**Work item**
Each line below that contains "flags" counts once; report the total and nothing more.

Saved data entries:
══════════

//! Rating-conditioned policy/value network.
//!
//! The flattened board goes through a dense layer; embeddings of the two
//! rating buckets are appended, normalised and mixed by a second dense layer.
//! Three heads read the trunk: move probabilities, auxiliary side-info logits
//! and a win probability.

use std::collections::BTreeMap;

use rand::rngs::StdRng;
use rand::{Rng, SeedableRng};
use thiserror::Error;

use super::{Backend, Evaluator, EvaluatorInputs, ForwardError, Heads, Mode};
use crate::encoder::{BOARD_CHANNELS, BOARD_FEATURES, RATING_BUCKETS};
use crate::graph::Op;
use crate::tensor::{DType, Tensor};
use crate::vocab::VOCAB_SIZE;

pub const BOARD_FC_WEIGHT: &str = "board_fc.weight";
pub const BOARD_FC_BIAS: &str = "board_fc.bias";
pub const ELO_EMBEDDING: &str = "elo_embedding.weight";
pub const TRUNK_NORM_WEIGHT: &str = "trunk_norm.weight";
pub const TRUNK_NORM_BIAS: &str = "trunk_norm.bias";
pub const TRUNK_FC_WEIGHT: &str = "trunk_fc.weight";
pub const TRUNK_FC_BIAS: &str = "trunk_fc.bias";
pub const MOVE_HEAD_WEIGHT: &str = "move_head.weight";
pub const MOVE_HEAD_BIAS: &str = "move_head.bias";
pub const SIDE_INFO_WEIGHT: &str = "side_info_head.weight";
pub const SIDE_INFO_BIAS: &str = "side_info_head.bias";
pub const VALUE_HEAD_WEIGHT: &str = "value_head.weight";
pub const VALUE_HEAD_BIAS: &str = "value_head.bias";

/// Auxiliary logits: 6 + 6 piece-type flags, 1 check flag, 64 + 64 square
/// flags for the move's origin and destination.
pub const SIDE_INFO_SIZE: usize = 141;

const NORM_EPSILON: f32 = 1e-5;

/// A named tensor set that does not describe a network.
#[derive(Debug, Clone, PartialEq, Eq, Error)]
pub enum ParameterError {
    #[error("missing tensor '{name}'")]
    Missing { name: String },
    #[error("tensor '{name}' must be a matrix, found shape {found:?}")]
    NotMatrix { name: String, found: Vec<usize> },
    #[error("unexpected tensor '{name}'")]
    Unexpected { name: String },
    #[error("tensor '{name}' must be f32, found {found}")]
    NotF32 { name: String, found: DType },
    #[error("tensor '{name}' has shape {found:?}, expected {expected:?}")]
    ShapeMismatch {
        name: String,
        expected: Vec<usize>,
        found: Vec<usize>,
    },
}

#[derive(Clone, Copy, Debug, PartialEq)]
pub struct NetworkConfig {
    /// Width of the trunk
    pub hidden: usize,
    /// Width of each rating embedding
    pub elo_dim: usize,
    /// Number of move logits
    pub vocab_size: usize,
    pub side_info: bool,
    pub dropout: f32,
}

impl Default for NetworkConfig {
    fn default() -> Self {
        NetworkConfig {
            hidden: 256,
            elo_dim: 32,
            vocab_size: VOCAB_SIZE,
            side_info: true,
            dropout: 0.1,
        }
    }
}

impl NetworkConfig {
    fn trunk_input(&self) -> usize {
        self.hidden + 2 * self.elo_dim
    }

    /// Every parameter with its `[in, out]` shape.
    #[must_use]
    pub fn parameter_shapes(&self) -> Vec<(&'static str, Vec<usize>)> {
        let mut shapes = vec![
            (BOARD_FC_WEIGHT, vec![BOARD_FEATURES, self.hidden]),
            (BOARD_FC_BIAS, vec![self.hidden]),
            (ELO_EMBEDDING, vec![RATING_BUCKETS, self.elo_dim]),
            (TRUNK_NORM_WEIGHT, vec![self.trunk_input()]),
            (TRUNK_NORM_BIAS, vec![self.trunk_input()]),
            (TRUNK_FC_WEIGHT, vec![self.trunk_input(), self.hidden]),
            (TRUNK_FC_BIAS, vec![self.hidden]),
            (MOVE_HEAD_WEIGHT, vec![self.hidden, self.vocab_size]),
            (MOVE_HEAD_BIAS, vec![self.vocab_size]),
        ];
        if self.side_info {
            shapes.push((SIDE_INFO_WEIGHT, vec![self.hidden, SIDE_INFO_SIZE]));
            shapes.push((SIDE_INFO_BIAS, vec![SIDE_INFO_SIZE]));
        }
        shapes.push((VALUE_HEAD_WEIGHT, vec![self.hidden, 1]));
        shapes.push((VALUE_HEAD_BIAS, vec![1]));
        shapes
    }
}

#[derive(Clone, Debug)]
pub struct RatingPolicyNet {
    config: NetworkConfig,
    params: BTreeMap<String, Tensor>,
}

impl RatingPolicyNet {
    /// Xavier-uniform weights, zero biases, unit norm scale. Reproducible
    /// from `seed`.
    #[must_use]
    pub fn random(config: NetworkConfig, seed: u64) -> Self {
        let mut rng = StdRng::seed_from_u64(seed);
        let mut params = BTreeMap::new();
        for (name, shape) in config.parameter_shapes() {
            let tensor = match name {
                TRUNK_NORM_WEIGHT => Tensor::from_fn(shape, |_| 1.0),
                _ if name.ends_with(".bias") => Tensor::zeros(shape),
                _ => {
                    let bound = (6.0 / (shape[0] + shape[1]) as f32).sqrt();
                    Tensor::from_fn(shape, |_| rng.gen_range(-bound..bound))
                }
            };
            params.insert(name.to_string(), tensor);
        }
        RatingPolicyNet { config, params }
    }

    /// Build from named tensors, inferring the layer widths from their shapes.
    ///
    /// Every expected tensor must be present as f32 with the right shape and
    /// nothing else may be; the error names the offending tensor.
    pub fn from_parameters(params: BTreeMap<String, Tensor>, dropout: f32) -> Result<Self, ParameterError> {
        let board_fc = matrix_shape(&params, BOARD_FC_WEIGHT)?;
        let elo = matrix_shape(&params, ELO_EMBEDDING)?;
        let move_head = matrix_shape(&params, MOVE_HEAD_WEIGHT)?;
        let config = NetworkConfig {
            hidden: board_fc[1],
            elo_dim: elo[1],
            vocab_size: move_head[1],
            side_info: params.contains_key(SIDE_INFO_WEIGHT),
            dropout,
        };

        let expected = config.parameter_shapes();
        for (name, shape) in &expected {
            let tensor = params.get(*name).ok_or_else(|| ParameterError::Missing {
                name: name.to_string(),
            })?;
            if tensor.as_f32().is_err() {
                return Err(ParameterError::NotF32 {
                    name: name.to_string(),
                    found: tensor.dtype(),
                });
            }
            if tensor.shape() != shape.as_slice() {
                return Err(ParameterError::ShapeMismatch {
                    name: name.to_string(),
                    expected: shape.clone(),
                    found: tensor.shape().to_vec(),
                });
            }
        }
        let extra = params
            .keys()
            .find(|k| !expected.iter().any(|(n, _)| *n == k.as_str()));
        if let Some(extra) = extra {
            return Err(ParameterError::Unexpected { name: extra.clone() });
        }
        Ok(RatingPolicyNet { config, params })
    }

    #[must_use]
    pub fn config(&self) -> &NetworkConfig {
        &self.config
    }

    #[must_use]
    pub fn parameters(&self) -> &BTreeMap<String, Tensor> {
        &self.params
    }

    fn param<B: Backend>(&self, backend: &mut B, name: &'static str) -> Result<B::Value, ForwardError> {
        let tensor = self
            .params
            .get(name)
            .ok_or_else(|| ForwardError::MissingParameter {
                name: name.to_string(),
            })?;
        backend.parameter(name, tensor)
    }

    fn dense<B: Backend>(
        &self,
        backend: &mut B,
        x: &B::Value,
        weight: &'static str,
        bias: &'static str,
    ) -> Result<B::Value, ForwardError> {
        let w = self.param(backend, weight)?;
        let b = self.param(backend, bias)?;
        backend.apply(Op::Gemm, &[x, &w, &b])
    }
}

/// Shape of a weight matrix the layer widths are read from.
fn matrix_shape<'a>(params: &'a BTreeMap<String, Tensor>, name: &str) -> Result<&'a [usize], ParameterError> {
    let shape = params.get(name).map(Tensor::shape).ok_or_else(|| ParameterError::Missing {
        name: name.to_string(),
    })?;
    if shape.len() != 2 {
        return Err(ParameterError::NotMatrix {
            name: name.to_string(),
            found: shape.to_vec(),
        });
    }
    Ok(shape)
}

impl Evaluator for RatingPolicyNet {
    fn forward<B: Backend>(
        &self,
        backend: &mut B,
        inputs: EvaluatorInputs<B::Value>,
        mode: Mode,
    ) -> Result<Heads<B::Value>, ForwardError> {
        let flat = backend.apply(Op::Flatten { axis: 1 }, &[&inputs.board])?;
        let board = self.dense(backend, &flat, BOARD_FC_WEIGHT, BOARD_FC_BIAS)?;
        let board = backend.apply(Op::Relu, &[&board])?;

        let table = self.param(backend, ELO_EMBEDDING)?;
        let elo_self = backend.apply(Op::Gather, &[&table, &inputs.elo_self])?;
        let elo_oppo = backend.apply(Op::Gather, &[&table, &inputs.elo_oppo])?;
        let trunk = backend.apply(Op::Concat { axis: 1 }, &[&board, &elo_self, &elo_oppo])?;

        let gamma = self.param(backend, TRUNK_NORM_WEIGHT)?;
        let beta = self.param(backend, TRUNK_NORM_BIAS)?;
        let mut trunk = backend.apply(
            Op::LayerNormalization {
                epsilon: NORM_EPSILON,
            },
            &[&trunk, &gamma, &beta],
        )?;
        if mode == Mode::Train {
            trunk = backend.apply(
                Op::Dropout {
                    ratio: self.config.dropout,
                    training: true,
                },
                &[&trunk],
            )?;
        }
        let w = self.param(backend, TRUNK_FC_WEIGHT)?;
        let b = self.param(backend, TRUNK_FC_BIAS)?;
        let trunk = backend.apply(Op::MatMul, &[&trunk, &w])?;
        let trunk = backend.apply(Op::Add, &[&trunk, &b])?;
        let trunk = backend.apply(Op::Relu, &[&trunk])?;

        let logits = self.dense(backend, &trunk, MOVE_HEAD_WEIGHT, MOVE_HEAD_BIAS)?;
        let move_probs = backend.apply(Op::Softmax { axis: 1 }, &[&logits])?;

        let side_info_logits = if self.config.side_info {
            Some(self.dense(backend, &trunk, SIDE_INFO_WEIGHT, SIDE_INFO_BIAS)?)
        } else {
            None
        };

        // win_prob = clip(value / 2 + 1/2, 0, 1)
        let value = self.dense(backend, &trunk, VALUE_HEAD_WEIGHT, VALUE_HEAD_BIAS)?;
        let value = backend.apply(Op::Reshape { shape: vec![-1] }, &[&value])?;
        let half = backend.parameter("value_head.half", &Tensor::scalar(0.5))?;
        let value = backend.apply(Op::Mul, &[&value, &half])?;
        let value = backend.apply(Op::Add, &[&value, &half])?;
        let win_prob = backend.apply(Op::Clip { min: 0.0, max: 1.0 }, &[&value])?;

        Ok(Heads {
            move_probs,
            side_info_logits,
            win_prob,
        })
    }

    fn move_vocab_size(&self) -> usize {
        self.config.vocab_size
    }

    fn parameter_count(&self) -> usize {
        self.params.values().map(Tensor::numel).sum()
    }
}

══════════

**Answer to this exercise**
2